Exercise directions: The entries shown next need to be written again word for word.

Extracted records
════════

//! Process memory accounting and native-allocator control.
//!
//! The orchestrator budgets against `max(heap_inuse, rss)`: heap figures
//! come from the allocator where glibc exposes them, RSS from
//! `/proc/self/statm`. Native trims hand freed arena pages back to the OS
//! between chunks and after spills.

use tracing::debug;

use crate::error::{EngineError, Result};

/// Budget fraction at which pressure turns critical.
pub const CRITICAL_PCT: u64 = 90;
/// Budget fraction at which pressure starts logging warnings.
pub const WARNING_PCT: u64 = 80;

/// Point-in-time memory reading.
#[derive(Debug, Clone, Copy, Default, PartialEq, Eq)]
pub struct MemorySnapshot {
    /// Allocator-reported in-use heap bytes (falls back to RSS).
    pub heap_bytes: u64,
    /// Resident-set size in bytes.
    pub rss_bytes: u64,
}

impl MemorySnapshot {
    /// Capture the current process figures.
    pub fn capture() -> Self {
        let rss_bytes = read_rss();
        let heap_bytes = heap_in_use().unwrap_or(rss_bytes);
        Self {
            heap_bytes,
            rss_bytes,
        }
    }

    /// The figure budgeting runs against.
    pub fn used(&self) -> u64 {
        self.heap_bytes.max(self.rss_bytes)
    }

    /// Growth since `before`: the larger of the heap and RSS deltas.
    pub fn delta_since(&self, before: &MemorySnapshot) -> u64 {
        let heap = self.heap_bytes.saturating_sub(before.heap_bytes);
        let rss = self.rss_bytes.saturating_sub(before.rss_bytes);
        heap.max(rss)
    }
}

/// How close the process is to its budget.
#[derive(Debug, Clone, Copy, PartialEq, Eq)]
pub enum PressureLevel {
    /// Comfortably under budget.
    None,
    /// At or above 80% of budget.
    Warning,
    /// At or above 90% of budget.
    Critical,
}

/// Classify `used` against `budget` (≤ 0 means unlimited).
pub fn pressure_level(used: u64, budget: i64) -> PressureLevel {
    if budget <= 0 {
        return PressureLevel::None;
    }
    let budget = budget as u64;
    if used * 100 >= budget * CRITICAL_PCT {
        PressureLevel::Critical
    } else if used * 100 >= budget * WARNING_PCT {
        PressureLevel::Warning
    } else {
        PressureLevel::None
    }
}

#[cfg(target_os = "linux")]
fn read_rss() -> u64 {
    let statm = match std::fs::read_to_string("/proc/self/statm") {
        Ok(s) => s,
        Err(_) => return 0,
    };
    let pages: u64 = statm
        .split_whitespace()
        .nth(1)
        .and_then(|f| f.parse().ok())
        .unwrap_or(0);
    pages * page_size()
}

#[cfg(not(target_os = "linux"))]
fn read_rss() -> u64 {
    0
}

#[cfg(target_os = "linux")]
fn page_size() -> u64 {
    // SAFETY: sysconf with a valid name has no preconditions.
    let size = unsafe { libc::sysconf(libc::_SC_PAGESIZE) };
    if size > 0 {
        size as u64
    } else {
        4096
    }
}

#[cfg(all(target_os = "linux", target_env = "gnu"))]
fn heap_in_use() -> Option<u64> {
    // SAFETY: mallinfo2 reads allocator statistics without side effects.
    let info = unsafe { libc::mallinfo2() };
    Some(info.uordblks as u64)
}

#[cfg(not(all(target_os = "linux", target_env = "gnu")))]
fn heap_in_use() -> Option<u64> {
    None
}

/// Ask the native allocator to return freed pages to the OS.
pub fn trim_native_allocator() {
    #[cfg(all(target_os = "linux", target_env = "gnu"))]
    {
        // SAFETY: malloc_trim(0) only releases free arena memory.
        let released = unsafe { libc::malloc_trim(0) };
        debug!(released, "native allocator trim");
    }
}

/// Process-wide runtime tuning, applied once at the start of the first
/// chunk and held for the process lifetime. Never retriggered mid-chunk.
#[derive(Debug, Default)]
pub struct RuntimeTuning {
    ballast: Option<Vec<u8>>,
    applied: bool,
}

impl RuntimeTuning {
    /// Unapplied tuning handle.
    pub fn new() -> Self {
        Self::default()
    }

    /// Apply the one-shot knobs. A second call is a no-op.
    ///
    /// `gc_percent` scales the allocator trim threshold: lower values
    /// release free pages sooner at the cost of more page traffic.
    /// `ballast_size` holds a fixed allocation for the process lifetime to
    /// smooth allocator growth spikes.
    pub fn apply(&mut self, gc_percent: Option<u32>, ballast_size: u64) -> Result<()> {
        if self.applied {
            return Ok(());
        }
        self.applied = true;

        if let Some(percent) = gc_percent {
            set_trim_threshold(percent)?;
        }
        if ballast_size > 0 {
            self.ballast = Some(vec![0u8; ballast_size as usize]);
            debug!(ballast_size, "ballast allocated");
        }
        Ok(())
    }

    /// Whether `apply` already ran.
    pub fn applied(&self) -> bool {
        self.applied
    }
}

#[cfg(all(target_os = "linux", target_env = "gnu"))]
fn set_trim_threshold(gc_percent: u32) -> Result<()> {
    const BASE_THRESHOLD: u32 = 128 * 1024;
    let threshold = (BASE_THRESHOLD as u64 * gc_percent as u64 / 100).max(4096) as libc::c_int;
    // SAFETY: mallopt with M_TRIM_THRESHOLD only adjusts a tunable.
    let rc = unsafe { libc::mallopt(libc::M_TRIM_THRESHOLD, threshold) };
    if rc != 1 {
        tracing::warn!(gc_percent, "mallopt rejected trim threshold");
    }
    Ok(())
}

#[cfg(not(all(target_os = "linux", target_env = "gnu")))]
fn set_trim_threshold(gc_percent: u32) -> Result<()> {
    let _ = gc_percent;
    Ok(())
}

/// Validate a `--gc-percent` value.
pub fn validate_gc_percent(value: i64) -> Result<u32> {
    if value < 0 {
        return Err(EngineError::Config(format!(
            "gc percent must be non-negative, got {value}"
        )));
    }
    Ok(value as u32)
}

#[cfg(test)]
mod tests {
    use super::*;

    #[test]
    fn pressure_thresholds() {
        let budget = 1000;
        assert_eq!(pressure_level(100, budget), PressureLevel::None);
        assert_eq!(pressure_level(799, budget), PressureLevel::None);
        assert_eq!(pressure_level(800, budget), PressureLevel::Warning);
        assert_eq!(pressure_level(899, budget), PressureLevel::Warning);
        assert_eq!(pressure_level(900, budget), PressureLevel::Critical);
        assert_eq!(pressure_level(5000, budget), PressureLevel::Critical);
    }

    #[test]
    fn unlimited_budget_never_pressures() {
        assert_eq!(pressure_level(u64::MAX, 0), PressureLevel::None);
        assert_eq!(pressure_level(u64::MAX, -1), PressureLevel::None);
    }

    #[test]
    fn delta_takes_the_larger_axis() {
        let before = MemorySnapshot {
            heap_bytes: 100,
            rss_bytes: 200,
        };
        let after = MemorySnapshot {
            heap_bytes: 400,
            rss_bytes: 250,
        };
        assert_eq!(after.delta_since(&before), 300);
        assert_eq!(before.delta_since(&after), 0);
    }

    #[cfg(target_os = "linux")]
    #[test]
    fn capture_reads_nonzero_rss() {
        let snapshot = MemorySnapshot::capture();
        assert!(snapshot.rss_bytes > 0);
        assert!(snapshot.used() >= snapshot.rss_bytes.min(snapshot.heap_bytes));
    }

    #[test]
    fn tuning_applies_once() {
        let mut tuning = RuntimeTuning::new();
        tuning.apply(None, 1024).expect("apply");
        assert!(tuning.applied());
        tuning.apply(None, 1 << 30).expect("second apply is a no-op");
        assert!(tuning.ballast.as_ref().map(Vec::len) == Some(1024));
    }

    #[test]
    fn gc_percent_rejects_negative() {
        assert!(validate_gc_percent(-1).is_err());
        assert_eq!(validate_gc_percent(75).expect("valid"), 75);
    }
}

════════

Reply to the task:
//! Process memory accounting and native-allocator control.
//!
//! The orchestrator budgets against `max(heap_inuse, rss)`: heap figures
//! come from the allocator where glibc exposes them, RSS from
//! `/proc/self/statm`. Native trims hand freed arena pages back to the OS
//! between chunks and after spills.

use tracing::debug;

use crate::error::{EngineError, Result};

/// Budget fraction at which pressure turns critical.
pub const CRITICAL_PCT: u64 = 90;
/// Budget fraction at which pressure starts logging warnings.
pub const WARNING_PCT: u64 = 80;

/// Point-in-time memory reading.
#[derive(Debug, Clone, Copy, Default, PartialEq, Eq)]
pub struct MemorySnapshot {
    /// Allocator-reported in-use heap bytes (falls back to RSS).
    pub heap_bytes: u64,
    /// Resident-set size in bytes.
    pub rss_bytes: u64,
}

impl MemorySnapshot {
    /// Capture the current process figures.
    pub fn capture() -> Self {
        let rss_bytes = read_rss();
        let heap_bytes = heap_in_use().unwrap_or(rss_bytes);
        Self {
            heap_bytes,
            rss_bytes,
        }
    }

    /// The figure budgeting runs against.
    pub fn used(&self) -> u64 {
        self.heap_bytes.max(self.rss_bytes)
    }

    /// Growth since `before`: the larger of the heap and RSS deltas.
    pub fn delta_since(&self, before: &MemorySnapshot) -> u64 {
        let heap = self.heap_bytes.saturating_sub(before.heap_bytes);
        let rss = self.rss_bytes.saturating_sub(before.rss_bytes);
        heap.max(rss)
    }
}

/// How close the process is to its budget.
#[derive(Debug, Clone, Copy, PartialEq, Eq)]
pub enum PressureLevel {
    /// Comfortably under budget.
    None,
    /// At or above 80% of budget.
    Warning,
    /// At or above 90% of budget.
    Critical,
}

/// Classify `used` against `budget` (≤ 0 means unlimited).
pub fn pressure_level(used: u64, budget: i64) -> PressureLevel {
    if budget <= 0 {
        return PressureLevel::None;
    }
    let budget = budget as u64;
    if used * 100 >= budget * CRITICAL_PCT {
        PressureLevel::Critical
    } else if used * 100 >= budget * WARNING_PCT {
        PressureLevel::Warning
    } else {
        PressureLevel::None
    }
}

#[cfg(target_os = "linux")]
fn read_rss() -> u64 {
    let statm = match std::fs::read_to_string("/proc/self/statm") {
        Ok(s) => s,
        Err(_) => return 0,
    };
    let pages: u64 = statm
        .split_whitespace()
        .nth(1)
        .and_then(|f| f.parse().ok())
        .unwrap_or(0);
    pages * page_size()
}

#[cfg(not(target_os = "linux"))]
fn read_rss() -> u64 {
    0
}

#[cfg(target_os = "linux")]
fn page_size() -> u64 {
    // SAFETY: sysconf with a valid name has no preconditions.
    let size = unsafe { libc::sysconf(libc::_SC_PAGESIZE) };
    if size > 0 {
        size as u64
    } else {
        4096
    }
}

#[cfg(all(target_os = "linux", target_env = "gnu"))]
fn heap_in_use() -> Option<u64> {
    // SAFETY: mallinfo2 reads allocator statistics without side effects.
    let info = unsafe { libc::mallinfo2() };
    Some(info.uordblks as u64)
}

#[cfg(not(all(target_os = "linux", target_env = "gnu")))]
fn heap_in_use() -> Option<u64> {
    None
}

/// Ask the native allocator to return freed pages to the OS.
pub fn trim_native_allocator() {
    #[cfg(all(target_os = "linux", target_env = "gnu"))]
    {
        // SAFETY: malloc_trim(0) only releases free arena memory.
        let released = unsafe { libc::malloc_trim(0) };
        debug!(released, "native allocator trim");
    }
}

/// Process-wide runtime tuning, applied once at the start of the first
/// chunk and held for the process lifetime. Never retriggered mid-chunk.
#[derive(Debug, Default)]
pub struct RuntimeTuning {
    ballast: Option<Vec<u8>>,
    applied: bool,
}

impl RuntimeTuning {
    /// Unapplied tuning handle.
    pub fn new() -> Self {
        Self::default()
    }

    /// Apply the one-shot knobs. A second call is a no-op.
    ///
    /// `gc_percent` scales the allocator trim threshold: lower values
    /// release free pages sooner at the cost of more page traffic.
    /// `ballast_size` holds a fixed allocation for the process lifetime to
    /// smooth allocator growth spikes.
    pub fn apply(&mut self, gc_percent: Option<u32>, ballast_size: u64) -> Result<()> {
        if self.applied {
            return Ok(());
        }
        self.applied = true;

        if let Some(percent) = gc_percent {
            set_trim_threshold(percent)?;
        }
        if ballast_size > 0 {
            self.ballast = Some(vec![0u8; ballast_size as usize]);
            debug!(ballast_size, "ballast allocated");
        }
        Ok(())
    }

    /// Whether `apply` already ran.
    pub fn applied(&self) -> bool {
        self.applied
    }
}

#[cfg(all(target_os = "linux", target_env = "gnu"))]
fn set_trim_threshold(gc_percent: u32) -> Result<()> {
    const BASE_THRESHOLD: u32 = 128 * 1024;
    let threshold = (BASE_THRESHOLD as u64 * gc_percent as u64 / 100).max(4096) as libc::c_int;
    // SAFETY: mallopt with M_TRIM_THRESHOLD only adjusts a tunable.
    let rc = unsafe { libc::mallopt(libc::M_TRIM_THRESHOLD, threshold) };
    if rc != 1 {
        tracing::warn!(gc_percent, "mallopt rejected trim threshold");
    }
    Ok(())
}

#[cfg(not(all(target_os = "linux", target_env = "gnu")))]
fn set_trim_threshold(gc_percent: u32) -> Result<()> {
    let _ = gc_percent;
    Ok(())
}

/// Validate a `--gc-percent` value.
pub fn validate_gc_percent(value: i64) -> Result<u32> {
    if value < 0 {
        return Err(EngineError::Config(format!(
            "gc percent must be non-negative, got {value}"
        )));
    }
    Ok(value as u32)
}

#[cfg(test)]
mod tests {
    use super::*;

    #[test]
    fn pressure_thresholds() {
        let budget = 1000;
        assert_eq!(pressure_level(100, budget), PressureLevel::None);
        assert_eq!(pressure_level(799, budget), PressureLevel::None);
        assert_eq!(pressure_level(800, budget), PressureLevel::Warning);
        assert_eq!(pressure_level(899, budget), PressureLevel::Warning);
        assert_eq!(pressure_level(900, budget), PressureLevel::Critical);
        assert_eq!(pressure_level(5000, budget), PressureLevel::Critical);
    }

    #[test]
    fn unlimited_budget_never_pressures() {
        assert_eq!(pressure_level(u64::MAX, 0), PressureLevel::None);
        assert_eq!(pressure_level(u64::MAX, -1), PressureLevel::None);
    }

    #[test]
    fn delta_takes_the_larger_axis() {
        let before = MemorySnapshot {
            heap_bytes: 100,
            rss_bytes: 200,
        };
        let after = MemorySnapshot {
            heap_bytes: 400,
            rss_bytes: 250,
        };
        assert_eq!(after.delta_since(&before), 300);
        assert_eq!(before.delta_since(&after), 0);
    }

    #[cfg(target_os = "linux")]
    #[test]
    fn capture_reads_nonzero_rss() {
        let snapshot = MemorySnapshot::capture();
        assert!(snapshot.rss_bytes > 0);
        assert!(snapshot.used() >= snapshot.rss_bytes.min(snapshot.heap_bytes));
    }

    #[test]
    fn tuning_applies_once() {
        let mut tuning = RuntimeTuning::new();
        tuning.apply(None, 1024).expect("apply");
        assert!(tuning.applied());
        tuning.apply(None, 1 << 30).expect("second apply is a no-op");
        assert!(tuning.ballast.as_ref().map(Vec::len) == Some(1024));
    }

    #[test]
    fn gc_percent_rejects_negative() {
        assert!(validate_gc_percent(-1).is_err());
        assert_eq!(validate_gc_percent(75).expect("valid"), 75);
    }
}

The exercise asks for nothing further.